For the Rough-toothed dolphin, Steno bredanensis, group travel is the way to go! One of the smaller and less understood members of the Delphinidae family, rough-toothed dolphins are a generally social species that travels in tight-knit pods of 10-20 individuals. Rough-toothed dolphins are known to often associate with other cetacean species, including bottlenose dolphins, pantropical spotted dolphins, short-finned pilot whales, and spinner dolphins. The species is found throughout the world and most often frequents deep warm tropical waters and warmer temperate waters. [1].

Rough-toothed dolphins most common exterior characteristics are their dark gray bodies with distinct white throat and "lips". They also have a narrow dark cape patterned feature between the blowhole and dorsal fin. The animal’s underside is typically distinguished by some white, lighter spots, or blotches. [2].

Boasting a unique “reptilian” appearance that is atypical among their Delphinidae family counterparts, rough-toothed dolphins have a small head with a long beak. The species does not have any real feature separation between their sloping melon (forehead) and beak either. Their dorsal fin and flippers are quite long. [3].

Steno bredanensis by Gustavo Perez, [CC-BY-SA-3.0], via

Today we share the chromosome-length genome assembly for the rough-toothed dolphin. This is a $1K genome assembly with a scaffold n50 = 95 Mb and a contig n50 = 60 Kb. For assembly procedure details, please see Dudchenko et al., (2018).

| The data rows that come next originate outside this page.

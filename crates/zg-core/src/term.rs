//! Metadata term records describing data-flow jobs.
//!
//! A term body comes in one of two shapes:
//!
//! - catalog shape: a `classifications` array where each entry carries a
//!   `typeName` and an `attributes` object;
//! - mirror shape: a flat attribute object.
//!
//! Either way the extractor walks it as a list of [`TermSection`]s.

use crate::newtype_string::define_newtype_string;
use serde::{Deserialize, Serialize};
use serde_json::Value;
use std::fmt;

define_newtype_string! {
    /// Identifier of a term record (the glossary term name).
    pub struct TermId;
}

/// Where a term record was found.
#[derive(Debug, Clone, Copy, PartialEq, Eq, Serialize, Deserialize)]
#[serde(rename_all = "lowercase")]
pub enum TermOrigin {
    /// Mirrored repository of term JSON files
    Mirror,
    /// Live metadata catalog API
    Catalog,
}

impl fmt::Display for TermOrigin {
    fn fmt(&self, f: &mut fmt::Formatter<'_>) -> fmt::Result {
        match self {
            TermOrigin::Mirror => write!(f, "mirror"),
            TermOrigin::Catalog => write!(f, "catalog"),
        }
    }
}

/// One metadata definition of a data-flow job. Never mutated after fetch.
#[derive(Debug, Clone, Serialize, Deserialize)]
pub struct TermRecord {
    /// Term identifier
    pub id: TermId,
    /// Human-readable name (file path or catalog display name)
    pub display_name: String,
    /// Source the record was fetched from
    pub origin: TermOrigin,
    /// Catalog GUID, when fetched from the catalog
    #[serde(default)]
    pub guid: Option<String>,
    /// Raw JSON body
    pub body: Value,
}

/// A named group of attributes inside a term record.
#[derive(Debug, Clone)]
pub struct TermSection<'a> {
    /// Classification type name, empty for mirror-shaped records
    pub name: &'a str,
    /// Attribute key/value pairs, ordered by key
    pub attributes: Vec<(&'a str, &'a Value)>,
}

const DEFAULT_SECTION_NAME: &str = "Clasificacion";

impl TermRecord {
    /// Create a record whose display name is the term id.
    pub fn new(id: TermId, origin: TermOrigin, body: Value) -> Self {
        Self {
            display_name: id.to_string(),
            id,
            origin,
            guid: None,
            body,
        }
    }

    /// Set the display name
    pub fn with_display_name(mut self, name: impl Into<String>) -> Self {
        self.display_name = name.into();
        self
    }

    /// Set the catalog GUID
    pub fn with_guid(mut self, guid: impl Into<String>) -> Self {
        self.guid = Some(guid.into());
        self
    }

    /// Non-empty `classifications` array, if the record has the catalog shape.
    fn classifications(&self) -> Option<&Vec<Value>> {
        self.body
            .get("classifications")
            .and_then(Value::as_array)
            .filter(|list| !list.is_empty())
    }

    /// Split the body into attribute sections.
    pub fn sections(&self) -> Vec<TermSection<'_>> {
        if let Some(classifications) = self.classifications() {
            return classifications
                .iter()
                .filter(|c| c.is_object())
                .map(|c| {
                    let name = c
                        .get("typeName")
                        .or_else(|| c.get("type"))
                        .and_then(Value::as_str)
                        .unwrap_or(DEFAULT_SECTION_NAME);
                    let attributes = c
                        .get("attributes")
                        .and_then(Value::as_object)
                        .map(|attrs| attrs.iter().map(|(k, v)| (k.as_str(), v)).collect())
                        .unwrap_or_default();
                    TermSection { name, attributes }
                })
                .collect();
        }

        match self.body.as_object() {
            Some(attrs) => vec![TermSection {
                name: "",
                attributes: attrs
                    .iter()
                    .filter(|(k, _)| k.as_str() != "classifications")
                    .map(|(k, v)| (k.as_str(), v))
                    .collect(),
            }],
            None => Vec::new(),
        }
    }
}
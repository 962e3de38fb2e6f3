//! zg-extract - Term extraction for zonegraph
//!
//! Turns one metadata term record into candidate lineage edges. Each section
//! of the record is routed attribute by attribute into SQL, explicit table
//! lists, landing files and zone overrides; the resulting sources and targets
//! are classified into zones and every admissible pair becomes an edge.

pub mod extractor;
pub mod overrides;
pub mod routing;

pub use extractor::{Extraction, TermExtractor};
pub use overrides::PlaceholderMatcher;
pub use routing::{route_attribute, AttributeRoute};
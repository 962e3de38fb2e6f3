//! Attribute routing: what a term attribute contributes to lineage.
//!
//! Keys are matched lower-cased and trimmed; the first matching rule wins.

use regex::Regex;
use serde_json::Value;
use std::sync::OnceLock;
use zg_core::{Zone, ZoneClassifier};

/// Where an attribute's value goes
#[derive(Debug, Clone, PartialEq, Eq)]
pub enum AttributeRoute {
    /// `pre-query` DELETE: tables that re-zone matching Consumo candidates
    PreDelete,
    /// `post-query` UPDATE: re-zoning tables, extra targets when unmatched
    PostUpdate,
    /// Connection descriptor for the section
    Connection(Option<Zone>),
    /// Default schema for unqualified names in the section
    Schema,
    /// HBase lane target table
    HBaseTarget,
    /// HBase lane SQL
    HBaseSql,
    /// SQL whose reads are sources and writes are targets
    Sql { hint: Option<Zone> },
    /// File on the landing area (both source and target)
    LandingFile,
    /// Explicit target tables
    Targets { hint: Option<Zone> },
    /// Explicit source tables
    Sources { hint: Option<Zone> },
    /// Nothing to do with lineage
    Ignored,
}

const CONNECTION_KEYS: &[&str] = &[
    "conexion",
    "connection",
    "jdbc",
    "jdbc_url",
    "connection_url",
    "url_conexion",
];

const SCHEMA_KEYS: &[&str] = &["schema", "esquema", "default_schema", "database", "base_de_datos"];

macro_rules! key_regex {
    ($name:ident, $pattern:expr) => {
        fn $name() -> &'static Regex {
            static RE: OnceLock<Regex> = OnceLock::new();
            RE.get_or_init(|| Regex::new($pattern).expect("valid regex"))
        }
    };
}

key_regex!(ing_table_re, r"^\s*ing[_ ]tabla[_ ]([a-z0-9_]+)\s*:?\s*$");
key_regex!(ing_query_re, r"^\s*ing[_ ]query[_ ]([a-z0-9_]+)\s*:?\s*$");
key_regex!(insert_query_re, r"query.*insert(ar)?|insertkudu.*query");
key_regex!(destination_re, r"tabla[_ ].*destino|(^|[_ ])destino([_ ]|$)");
key_regex!(source_re, r"tabla[_ ].*origen");
key_regex!(sql_keyword_re, r"(?i)\b(select|insert|update|from|join)\b");
key_regex!(
    path_re,
    r"(?x)^(
        (/[^/\x00]+)+/?
      | (\\\\[^\\/\x00]+\\[^\\/\x00]+(?:\\[^\\/\x00]+)*)
      | (\.{1,2}[\\/].+ | [^\\/\x00]+([\\/][^\\/\x00]+)+)
    )$"
);

/// Whether a value reads like a SQL statement
pub fn looks_like_sql(value: &str) -> bool {
    let padded = format!(
        " {} ",
        value.split_whitespace().collect::<Vec<_>>().join(" ").to_lowercase()
    );
    [" select ", " from ", " join ", " insert "]
        .iter()
        .any(|kw| padded.contains(kw))
}

/// Whether a value contains a SQL keyword (used for table lists)
pub fn contains_sql_keyword(value: &str) -> bool {
    sql_keyword_re().is_match(value)
}

/// Whether a value reads like a filesystem path
pub fn looks_like_path(value: &str) -> bool {
    path_re().is_match(value.trim())
}

/// Text form of an attribute value (arrays joined by newlines)
pub fn value_text(value: &Value) -> String {
    match value {
        Value::String(s) => s.clone(),
        Value::Array(items) => items
            .iter()
            .map(value_text)
            .filter(|s| !s.is_empty())
            .collect::<Vec<_>>()
            .join("\n"),
        Value::Number(n) => n.to_string(),
        Value::Bool(b) => b.to_string(),
        Value::Null | Value::Object(_) => String::new(),
    }
}

/// Decide what an attribute contributes.
pub fn route_attribute(classifier: &ZoneClassifier, key: &str, value: &str) -> AttributeRoute {
    let key = key.trim().to_lowercase();
    if key.is_empty() || value.trim().is_empty() {
        return AttributeRoute::Ignored;
    }
    let lowered_value = value.to_lowercase();

    if key.contains("pre-query") && lowered_value.contains("delete") {
        return AttributeRoute::PreDelete;
    }
    if key.contains("post-query") && lowered_value.contains("update") {
        return AttributeRoute::PostUpdate;
    }
    if CONNECTION_KEYS.contains(&key.as_str()) {
        return AttributeRoute::Connection(classifier.classify_connection(value));
    }
    if SCHEMA_KEYS.contains(&key.as_str()) {
        return AttributeRoute::Schema;
    }
    if key.contains("inserthbase") && key.contains("tabla") {
        return AttributeRoute::HBaseTarget;
    }
    if key.contains("inserthbase") && key.contains("query") {
        return AttributeRoute::HBaseSql;
    }
    if key.contains("origen") && key.contains("query") {
        return AttributeRoute::Sql {
            hint: Some(Zone::Origen),
        };
    }

    let has_landing_token = classifier.landing_tokens().any(|t| key.contains(t));
    if has_landing_token && !key.contains("encoding") {
        return AttributeRoute::LandingFile;
    }

    if let Some(caps) = ing_table_re().captures(&key) {
        let token = &caps[1];
        return AttributeRoute::Targets {
            hint: classifier
                .normalize_token(token)
                .or_else(|| classifier.infer_from_text(token)),
        };
    }
    if let Some(caps) = ing_query_re().captures(&key) {
        let token = &caps[1];
        return AttributeRoute::Sql {
            hint: classifier
                .normalize_token(token)
                .or_else(|| classifier.infer_from_text(token)),
        };
    }

    if insert_query_re().is_match(&key) {
        return AttributeRoute::Sql {
            hint: classifier.infer_from_text(&key),
        };
    }
    if destination_re().is_match(&key) {
        return AttributeRoute::Targets {
            hint: classifier.infer_from_text(&key),
        };
    }
    if source_re().is_match(&key) {
        return AttributeRoute::Sources {
            hint: classifier.infer_from_text(&key),
        };
    }

    if looks_like_sql(value) {
        return AttributeRoute::Sql { hint: None };
    }
    if looks_like_path(value) {
        return AttributeRoute::LandingFile;
    }
    AttributeRoute::Ignored
}

#[cfg(test)]
#[path = "routing_test.rs"]
mod tests;
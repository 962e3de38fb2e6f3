//! zg-locate - Term record lookup for zonegraph
//!
//! A [`Locator`] turns a term id into the raw metadata record describing a
//! flow job. Records come from a mirrored directory of JSON files or from the
//! live metadata catalog; [`FallbackLocator`] chains the two.

pub mod atlas;
pub mod error;
pub mod fallback;
pub mod mirror;
pub mod terms;
pub mod traits;

pub use atlas::{AtlasCredentials, AtlasLocator};
pub use error::{LocateError, LocateResult};
pub use fallback::FallbackLocator;
pub use mirror::MirrorLocator;
pub use terms::load_term_ids;
pub use traits::Locator;
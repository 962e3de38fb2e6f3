//! Extract command implementation
//!
//! Runs the extractor over one term file without any locator or sink, to
//! debug how a record is routed and classified.

use anyhow::{Context, Result};
use std::path::Path;
use zg_core::{TermId, TermOrigin, TermRecord};
use zg_extract::{Extraction, TermExtractor};

use crate::cli::{ExtractArgs, ExtractFormat, GlobalArgs};
use crate::commands::common::load_project;

/// Read a term file into a record attributed to `term` (or the file stem).
pub(crate) fn read_term_file(path: &Path, term: Option<&str>) -> Result<TermRecord> {
    let content = std::fs::read_to_string(path)
        .with_context(|| format!("Failed to read {}", path.display()))?;
    let body: serde_json::Value = serde_json::from_str(&content)
        .with_context(|| format!("{} is not valid JSON", path.display()))?;

    let id = term
        .map(String::from)
        .or_else(|| {
            path.file_stem()
                .map(|s| s.to_string_lossy().into_owned())
        })
        .and_then(TermId::try_new)
        .with_context(|| format!("Cannot derive a term id from {}", path.display()))?;

    Ok(TermRecord::new(id, TermOrigin::Mirror, body).with_display_name(path.display().to_string()))
}

fn to_json(extraction: &Extraction) -> serde_json::Value {
    serde_json::json!({
        "edges": extraction.edges,
        "failures": extraction.failures,
    })
}

/// Execute the extract command
pub async fn execute(args: &ExtractArgs, global: &GlobalArgs) -> Result<()> {
    let project = load_project(global)?;
    let record = read_term_file(Path::new(&args.file), args.term.as_deref())?;
    let extraction = TermExtractor::from_config(&project.config).extract(&record);

    match args.format {
        ExtractFormat::Json => {
            let rendered = serde_json::to_string_pretty(&to_json(&extraction))
                .context("Failed to render extraction")?;
            println!("{}", rendered);
        }
        ExtractFormat::Text => {
            println!("Term {} ({})", record.id, record.display_name);
            if extraction.is_empty() {
                println!("  nothing extracted");
            }
            for edge in &extraction.edges {
                println!("  edge    {} -> {}", edge.source, edge.target);
            }
            for failure in &extraction.failures {
                println!("  failure [{}] {}", failure.category, failure.message);
            }
        }
    }
    Ok(())
}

The sample for this genome assembly was provided to us by Barbie Halaska, Necropsy Manager at The Marine Mammal Center in Sausalito, California. As the world’s largest marine mammal hospital, the Center generates research findings and scientific outputs at volumes similar to top academic institutions. In addition, the Center serves as a resource and thought leader in animal care, education and scientific communities.

This sample was collected by The Marine Mammal Center under the Marine Mammal Health and Stranding Program (MMHSPR) Permit No. 18786-04 issued by the National Marine Fisheries Service (NMFS) in accordance with the Marine Mammal Protection Act (MMPA) and Endangered Species Act (ESA). The work at DNA Zoo was performed under Marine Mammal Health and Stranding Response Program (MMHSRP) Permit No. 18786-03.

Want to compare this Rough-toothed Dolphin genome against other members of the Delphinidae family? You’re in luck as this is the DNAZoo’s 9th genome assembly of a dolphin species! Check out, e.g. the assembly pages for the bottlenose dolphin and the Risso’s dolphin.

We thank Barbie Halaska and Ben Neely for their help with this genome assembly!